* _WHAT IS BEING ASKED_: For the records that follow, please set down exactly the lines between the one holding "them any more." and the one holding "const MIN_COLLECTION: usize = 256;", inclusive, and only those.

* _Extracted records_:

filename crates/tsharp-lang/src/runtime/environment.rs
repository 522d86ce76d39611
//! Lexical scope chain stored as an arena of scopes linked by parent index.
//!
//! Scopes are pushed and popped in stack order. A popped scope goes straight
//! back to the free list unless a closure was created in it or in one of its
//! descendants. Those captured scopes stay until `collect` finds that no
//! live scope, suspended frame or held value can reach them any more.

use std::collections::HashMap;

use crate::error::ErrorKind;
use crate::runtime::value::Value;

/// Live scope count below which `maybe_collect` never runs.
const MIN_COLLECTION: usize = 256;

#[derive(Debug, Clone, Copy, PartialEq, Eq, PartialOrd, Ord, Hash)]
pub struct ScopeId(usize);

impl ScopeId {
    pub const ROOT: ScopeId = ScopeId(0);
}

#[derive(Debug)]
struct Binding {
    value: Value,
    read_only: bool,
}

#[derive(Debug, Default)]
struct Scope {
    bindings: HashMap<String, Binding>,
    parent: Option<ScopeId>,
    /// A closure's chain runs through this scope.
    captured: bool,
}

#[derive(Debug)]
pub struct Environment {
    scopes: Vec<Scope>,
    free: Vec<usize>,
    current: ScopeId,
    /// Scopes suspended by `push_scope`, innermost last.
    frames: Vec<ScopeId>,
    /// Scopes of closures the interpreter holds outside any binding.
    held: Vec<ScopeId>,
    next_collection: usize,
}

impl Environment {
    pub fn new() -> Self {
        Self {
            scopes: vec![Scope::default()],
            free: Vec::new(),
            current: ScopeId::ROOT,
            frames: Vec::new(),
            held: Vec::new(),
            next_collection: MIN_COLLECTION,
        }
    }

    pub fn current(&self) -> ScopeId { self.current }

    pub fn live_scopes(&self) -> usize { self.scopes.len() - self.free.len() }

    /// Bind a read-only name in the root scope.
    pub fn define_constant(&mut self, name: &str, value: Value) {
        self.scopes[0].bindings.insert(name.to_string(), Binding { value, read_only: true });
    }

    /// Enter a fresh scope whose parent is `parent`. Returns the scope that
    /// was current, to be handed back to `pop_scope`.
    pub fn push_scope(&mut self, parent: ScopeId) -> ScopeId {
        let scope = Scope { parent: Some(parent), ..Scope::default() };
        let id = match self.free.pop() {
            Some(i) => { self.scopes[i] = scope; i }
            None => { self.scopes.push(scope); self.scopes.len() - 1 }
        };
        let prev = self.current;
        self.frames.push(prev);
        self.current = ScopeId(id);
        prev
    }

    pub fn pop_scope(&mut self, restore: ScopeId) {
        let leaving = self.current;
        self.frames.pop();
        self.current = restore;
        if !self.scopes[leaving.0].captured {
            self.release(leaving.0);
        }
    }

    /// The current scope, marked so that it and its ancestors outlive their frames.
    pub fn capture(&mut self) -> ScopeId {
        let mut id = Some(self.current);
        while let Some(ScopeId(i)) = id {
            let scope = &mut self.scopes[i];
            if scope.captured { break; }
            scope.captured = true;
            id = scope.parent;
        }
        self.current
    }

    // ─── Reclamation ──────────────────────────────────────────────────────────

    /// Keep `value`'s captured scope alive until `release_held(mark)`.
    /// Returns the mark to release back to.
    pub fn hold(&mut self, value: &Value) -> usize {
        let mark = self.held.len();
        if let Value::Closure(c) = value {
            self.held.push(c.env);
        }
        mark
    }

    pub fn held_mark(&self) -> usize { self.held.len() }

    pub fn release_held(&mut self, mark: usize) {
        self.held.truncate(mark);
    }

    /// Run `collect` once enough scopes have piled up since the last one.
    /// Only call this where every closure the caller holds is either bound
    /// or held.
    pub fn maybe_collect(&mut self) {
        if self.live_scopes() >= self.next_collection {
            self.collect();
        }
    }

    /// Free every scope no root can reach. Roots are the root scope, the
    /// current and suspended scopes, and held closures; a reachable scope
    /// keeps its parent and the scopes of closures bound in it.
    pub fn collect(&mut self) {
        let mut marked = vec![false; self.scopes.len()];
        let mut pending: Vec<ScopeId> = Vec::with_capacity(self.frames.len() + self.held.len() + 2);
        pending.push(ScopeId::ROOT);
        pending.push(self.current);
        pending.extend(&self.frames);
        pending.extend(&self.held);

        while let Some(ScopeId(i)) = pending.pop() {
            if marked[i] { continue; }
            marked[i] = true;
            let scope = &self.scopes[i];
            pending.extend(scope.parent);
            pending.extend(scope.bindings.values().filter_map(|b| match &b.value {
                Value::Closure(c) => Some(c.env),
                _ => None,
            }));
        }

        let before = self.live_scopes();
        let is_free: Vec<bool> = {
            let mut v = vec![false; self.scopes.len()];
            for &i in &self.free { v[i] = true; }
            v
        };
        for (i, &reachable) in marked.iter().enumerate() {
            if !reachable && !is_free[i] {
                self.release(i);
            }
        }
        let live = self.live_scopes();
        self.next_collection = (live * 2).max(MIN_COLLECTION);
        log::debug!("scope collection: {before} -> {live} live scopes");
    }

    fn release(&mut self, i: usize) {
        self.scopes[i] = Scope::default();
        self.free.push(i);
    }

    // ─── Bindings ─────────────────────────────────────────────────────────────

    /// Bind in the current scope, overwriting a same-scope binding.
    pub fn declare(&mut self, name: &str, value: Value) -> Result<(), ErrorKind> {
        let scope = &mut self.scopes[self.current.0];
        if scope.bindings.get(name).is_some_and(|b| b.read_only) {
            return Err(ErrorKind::ReadOnlyVariable { name: name.to_string() });
        }
        scope.bindings.insert(name.to_string(), Binding { value, read_only: false });
        Ok(())
    }

    /// Mutate the nearest binding of `name`. Never creates one.
    pub fn assign(&mut self, name: &str, value: Value) -> Result<(), ErrorKind> {
        let mut id = Some(self.current);
        while let Some(ScopeId(i)) = id {
            let scope = &mut self.scopes[i];
            if let Some(binding) = scope.bindings.get_mut(name) {
                if binding.read_only {
                    return Err(ErrorKind::ReadOnlyVariable { name: name.to_string() });
                }
                binding.value = value;
                return Ok(());
            }
            id = scope.parent;
        }
        Err(ErrorKind::UndefinedVariable { name: name.to_string() })
    }

    pub fn get(&self, name: &str) -> Option<&Value> {
        let mut id = Some(self.current);
        while let Some(ScopeId(i)) = id {
            let scope = &self.scopes[i];
            if let Some(binding) = scope.bindings.get(name) {
                return Some(&binding.value);
            }
            id = scope.parent;
        }
        None
    }

    pub fn lookup(&self, name: &str) -> Result<Value, ErrorKind> {
        self.get(name)
            .cloned()
            .ok_or_else(|| ErrorKind::UndefinedVariable { name: name.to_string() })
    }
}

impl Default for Environment {
    fn default() -> Self { Self::new() }
}
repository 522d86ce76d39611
//! Recursive-descent parser with precedence climbing. Stops at the first
//! structural mismatch and reports it as a `SyntaxError`.

use std::rc::Rc;

use crate::error::{ErrorKind, RunError};
use crate::syntax::ast::*;
use crate::syntax::token::{Token, TokenKind};

/// Deepest allowed nesting of statements and sub-expressions.
pub const MAX_NESTING: usize = 256;

pub struct Parser {
    tokens: Vec<Token>,
    pos: usize,
    /// Nesting of function bodies around the current position.
    fn_depth: usize,
    /// Nesting of loops inside the innermost function body.
    loop_depth: usize,
    /// Statements and expressions currently open around the position.
    nesting: usize,
}
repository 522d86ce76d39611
pub mod token;
pub mod lexer;
pub mod ast;
pub mod parser;
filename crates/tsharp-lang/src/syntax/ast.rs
use std::rc::Rc;

/// Source location attached to every node for error reporting.
#[derive(Debug, Clone, Copy, PartialEq)]
pub struct Span {
    pub line: usize,
    pub column: usize,
}

impl Span {
    pub fn new(line: usize, column: usize) -> Self {
        Self { line, column }
    }
}

// ─── Top level ───────────────────────────────────────────────────────────────

#[derive(Debug, Clone)]
pub struct Program {
    pub statements: Vec<Stmt>,
}

// ─── Functions ───────────────────────────────────────────────────────────────

/// `func name(a, b) { ... }`. Shared behind an `Rc` so closures created at
/// runtime can point at the declaration without copying its body.
#[derive(Debug)]
pub struct FnDecl {
    pub name: String,
    pub params: Vec<String>,
    pub body: Block,
    pub span: Span,
}

// ─── Statements ──────────────────────────────────────────────────────────────

#[derive(Debug, Clone)]
pub struct Block {
    pub stmts: Vec<Stmt>,
    pub span: Span,
}

#[derive(Debug, Clone)]
pub enum Stmt {
    /// `var x = 3;` or `var x;`
    VarDecl(VarDecl),
    /// A standalone expression used as a statement (e.g. a call or assignment).
    Expr(Expr),
    /// `{ ... }`
    Block(Block),
    /// `if (c) { } else { }`
    If(IfStmt),
    /// `while (c) { }`
    While(WhileStmt),
    /// `for (var i = 0; i < 10; i = i + 1) { }`
    For(ForStmt),
    /// `func f(a) { }`
    FnDecl(Rc<FnDecl>),
    /// `return expr;` or bare `return;`
    Return(Option<Expr>, Span),
    Break(Span),
    Continue(Span),
}

impl Stmt {
    pub fn line(&self) -> usize {
        match self {
            Stmt::VarDecl(v)   => v.span.line,
            Stmt::Expr(e)      => e.span().line,
            Stmt::Block(b)     => b.span.line,
            Stmt::If(i)        => i.span.line,
            Stmt::While(w)     => w.span.line,
            Stmt::For(f)       => f.span.line,
            Stmt::FnDecl(f)    => f.span.line,
            Stmt::Return(_, s) => s.line,
            Stmt::Break(s)     => s.line,
            Stmt::Continue(s)  => s.line,
        }
    }
}

#[derive(Debug, Clone)]
pub struct VarDecl {
    pub name: String,
    pub initializer: Option<Expr>,
    pub span: Span,
}

#[derive(Debug, Clone)]
pub struct IfStmt {
    pub condition: Expr,
    pub then_block: Block,
    pub else_block: Option<Block>,
    pub span: Span,
}

#[derive(Debug, Clone)]
pub struct WhileStmt {
    pub condition: Expr,
    pub body: Block,
    pub span: Span,
}

/// Kept as its own node rather than lowered to `While` so `init` stays
/// scoped to the loop.
#[derive(Debug, Clone)]
pub struct ForStmt {
    pub init: Option<Box<Stmt>>,
    pub condition: Option<Expr>,
    pub update: Option<Expr>,
    pub body: Block,
    pub span: Span,
}

// ─── Expressions ─────────────────────────────────────────────────────────────

#[derive(Debug, Clone)]
pub enum Expr {
    Number(f64, Span),
    Bool(bool, Span),
    StringLit(String, Span),
    Ident(String, Span),

    /// `a + b`, `a == b`, etc.
    BinOp {
        left: Box<Expr>,
        op: BinOp,
        right: Box<Expr>,
        span: Span,
    },

    /// `a && b`, `a || b` — evaluated lazily.
    Logical {
        left: Box<Expr>,
        op: LogicalOp,
        right: Box<Expr>,
        span: Span,
    },

    /// `!x`, `-x`
    UnOp {
        op: UnOp,
        operand: Box<Expr>,
        span: Span,
    },

    /// `name(args)`
    Call {
        callee: String,
        args: Vec<Expr>,
        span: Span,
    },

    /// `name = value`
    Assign {
        target: String,
        value: Box<Expr>,
        span: Span,
    },
}

impl Expr {
    pub fn span(&self) -> &Span {
        match self {
            Expr::Number(_, s)       => s,
            Expr::Bool(_, s)         => s,
            Expr::StringLit(_, s)    => s,
            Expr::Ident(_, s)        => s,
            Expr::BinOp { span, .. }   => span,
            Expr::Logical { span, .. } => span,
            Expr::UnOp { span, .. }    => span,
            Expr::Call { span, .. }    => span,
            Expr::Assign { span, .. }  => span,
        }
    }
}

// ─── Operators ───────────────────────────────────────────────────────────────

#[derive(Debug, Clone, Copy, PartialEq, Eq, Hash)]
pub enum BinOp {
    Add, Sub, Mul, Div, Mod,
    Eq, NotEq,
    Lt, LtEq, Gt, GtEq,
}

impl BinOp {
    pub fn symbol(&self) -> &'static str {
        match self {
            BinOp::Add   => "+",  BinOp::Sub   => "-",
            BinOp::Mul   => "*",  BinOp::Div   => "/",  BinOp::Mod => "%",
            BinOp::Eq    => "==", BinOp::NotEq => "!=",
            BinOp::Lt    => "<",  BinOp::LtEq  => "<=",
            BinOp::Gt    => ">",  BinOp::GtEq  => ">=",
        }
    }
}

#[derive(Debug, Clone, Copy, PartialEq, Eq)]
pub enum LogicalOp {
    And,
    Or,
}

#[derive(Debug, Clone, Copy, PartialEq, Eq)]
pub enum UnOp {
    Neg,
    Not,
}
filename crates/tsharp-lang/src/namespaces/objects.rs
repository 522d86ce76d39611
//! Game-object verbs over the run's object table.

use crate::error::{Arity, RunError};
use crate::Value;
use super::{Export, NamespaceInfo, NamespaceProvider, RuntimeState, as_handle, as_number, as_str, f};

pub struct ObjectsNamespace;

impl NamespaceInfo for ObjectsNamespace {
    fn name(&self) -> &'static str { "objects" }

    fn exports(&self) -> Vec<Export> {
        vec![
            f("spawn",   Arity::Exact(1)),
            f("move",    Arity::Exact(4)),
            f("rotate",  Arity::Exact(4)),
            f("destroy", Arity::Exact(1)),
            f("isAlive", Arity::Exact(1)),
        ]
    }
}

impl NamespaceProvider for ObjectsNamespace {
    fn call(
        &self,
        name: &str,
        args: &[Value],
        state: &mut RuntimeState,
        line: usize,
    ) -> Result<Option<Value>, RunError> {
        let v = match name {
            "spawn" => {
                let kind = as_str(&args[0], name, line)?;
                Value::Object(state.objects.spawn(kind))
            }
            "move" | "rotate" => {
                let id = as_handle(&args[0], name, line)?;
                let triple = [
                    as_number(&args[1], name, line)?,
                    as_number(&args[2], name, line)?,
                    as_number(&args[3], name, line)?,
                ];
                let result = if name == "move" {
                    state.objects.set_position(id, triple)
                } else {
                    state.objects.set_rotation(id, triple)
                };
                result.map_err(|kind| RunError::new(line, kind))?;
                Value::Null
            }
            "destroy" => {
                let id = as_handle(&args[0], name, line)?;
                state.objects.destroy(id).map_err(|kind| RunError::new(line, kind))?;
                Value::Null
            }
            "isAlive" => {
                let id = as_handle(&args[0], name, line)?;
                Value::Bool(state.objects.is_alive(id))
            }
            _ => return Ok(None),
        };
        Ok(Some(v))
    }
}

#[cfg(test)]
mod tests {
    use super::super::test_support::call_with;
    use super::*;

    fn spawn(state: &mut RuntimeState, kind: &str) -> Value {
        call_with(state, "spawn", &[Value::Str(kind.into())]).unwrap()
    }

    #[test]
    fn spawn_returns_handles() {
        let mut state = RuntimeState::default();
        assert!(matches!(spawn(&mut state, "cube"), Value::Object(1)));
        assert!(matches!(spawn(&mut state, "cube"), Value::Object(2)));
        assert!(state.output.is_empty());
    }

    #[test]
    fn move_updates_position() {
        let mut state = RuntimeState::default();
        let h = spawn(&mut state, "cube");
        let args = [h, Value::Number(1.0), Value::Number(2.0), Value::Number(3.0)];
        call_with(&mut state, "move", &args).unwrap();
        assert_eq!(state.objects.snapshot()[0].position, [1.0, 2.0, 3.0]);
    }

    #[test]
    fn destroyed_handle_fails() {
        let mut state = RuntimeState::default();
        let h = spawn(&mut state, "cube");
        call_with(&mut state, "destroy", &[h.clone()]).unwrap();
        assert!(matches!(call_with(&mut state, "isAlive", &[h.clone()]), Ok(Value::Bool(false))));
        let args = [h, Value::Number(0.0), Value::Number(0.0), Value::Number(0.0)];
        let err = call_with(&mut state, "rotate", &args).unwrap_err();
        assert_eq!(err.name(), "UnknownOrDeadObject");
    }

    #[test]
    fn number_is_not_a_handle() {
        let mut state = RuntimeState::default();
        spawn(&mut state, "cube");
        let err = call_with(&mut state, "destroy", &[Value::Number(1.0)]).unwrap_err();
        assert_eq!(err.name(), "TypeMismatch");
    }

    #[test]
    fn spawn_needs_string_kind() {
        let mut state = RuntimeState::default();
        let err = call_with(&mut state, "spawn", &[Value::Number(3.0)]).unwrap_err();
        assert_eq!(err.name(), "TypeMismatch");
    }
}
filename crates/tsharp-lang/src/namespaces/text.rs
//! String helpers and value introspection.

use crate::error::{Arity, ErrorKind, RunError};
use crate::Value;
use super::{Export, NamespaceInfo, NamespaceProvider, RuntimeState, as_str, f};

pub struct TextNamespace;

impl NamespaceInfo for TextNamespace {
    fn name(&self) -> &'static str { "text" }

    fn exports(&self) -> Vec<Export> {
        vec![
            f("length",    Arity::Exact(1)),
            f("uppercase", Arity::Exact(1)),
            f("lowercase", Arity::Exact(1)),
            f("str",       Arity::Exact(1)),
            f("num",       Arity::Exact(1)),
            f("typeof",    Arity::Exact(1)),
        ]
    }
}

impl NamespaceProvider for TextNamespace {
    fn call(
        &self,
        name: &str,
        args: &[Value],
        _state: &mut RuntimeState,
        line: usize,
    ) -> Result<Option<Value>, RunError> {
        let v = match name {
            "length"    => Value::Number(as_str(&args[0], name, line)?.chars().count() as f64),
            "uppercase" => Value::Str(as_str(&args[0], name, line)?.to_uppercase()),
            "lowercase" => Value::Str(as_str(&args[0], name, line)?.to_lowercase()),
            "str"       => Value::Str(args[0].to_string()),
            "typeof"    => Value::Str(args[0].type_name().to_string()),
            "num" => match &args[0] {
                Value::Number(x) => Value::Number(*x),
                Value::Str(s) => match s.trim().parse::<f64>() {
                    Ok(x) if x.is_finite() => Value::Number(x),
                    _ => return Err(RunError::new(line, ErrorKind::type_mismatch(format!(
                        "cannot convert \"{s}\" to a number"
                    )))),
                },
                other => return Err(RunError::new(line, ErrorKind::type_mismatch(format!(
                    "cannot convert {} to a number", other.type_name()
                )))),
            },
            _ => return Ok(None),
        };
        Ok(Some(v))
    }
}

#[cfg(test)]
mod tests {
    use super::super::test_support::call;
    use super::*;

    fn s(x: &str) -> Value { Value::Str(x.into()) }

    fn text(name: &str, arg: Value) -> String {
        match call(name, &[arg]) {
            Ok(Value::Str(s)) => s,
            other => panic!("`{name}` returned {other:?}"),
        }
    }

    #[test]
    fn length_counts_characters() {
        assert!(matches!(call("length", &[s("héllo")]), Ok(Value::Number(n)) if n == 5.0));
        assert_eq!(call("length", &[Value::Number(3.0)]).unwrap_err().name(), "TypeMismatch");
    }

    #[test]
    fn case_conversion() {
        assert_eq!(text("uppercase", s("abc")), "ABC");
        assert_eq!(text("lowercase", s("AbC")), "abc");
    }

    #[test]
    fn str_uses_print_format() {
        assert_eq!(text("str", Value::Number(4.0)), "4");
        assert_eq!(text("str", Value::Null), "null");
        assert_eq!(text("str", Value::Object(3)), "3");
    }

    #[test]
    fn num_parses_strings() {
        assert!(matches!(call("num", &[s(" 2.5 ")]), Ok(Value::Number(n)) if n == 2.5));
        assert_eq!(call("num", &[s("abc")]).unwrap_err().name(), "TypeMismatch");
        assert_eq!(call("num", &[s("inf")]).unwrap_err().name(), "TypeMismatch");
        assert_eq!(call("num", &[Value::Bool(true)]).unwrap_err().name(), "TypeMismatch");
    }

    #[test]
    fn typeof_names() {
        assert_eq!(text("typeof", Value::Number(1.0)), "number");
        assert_eq!(text("typeof", s("")), "string");
        assert_eq!(text("typeof", Value::Bool(true)), "boolean");
        assert_eq!(text("typeof", Value::Null), "null");
        assert_eq!(text("typeof", Value::Object(1)), "object");
        assert_eq!(text("typeof", Value::Builtin("sin".into())), "function");
    }
}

* _RESPONSE FOR THIS EXERCISE_:
//! live scope, suspended frame or held value can reach them any more.

use std::collections::HashMap;

use crate::error::ErrorKind;
use crate::runtime::value::Value;

/// Live scope count below which `maybe_collect` never runs.
const MIN_COLLECTION: usize = 256;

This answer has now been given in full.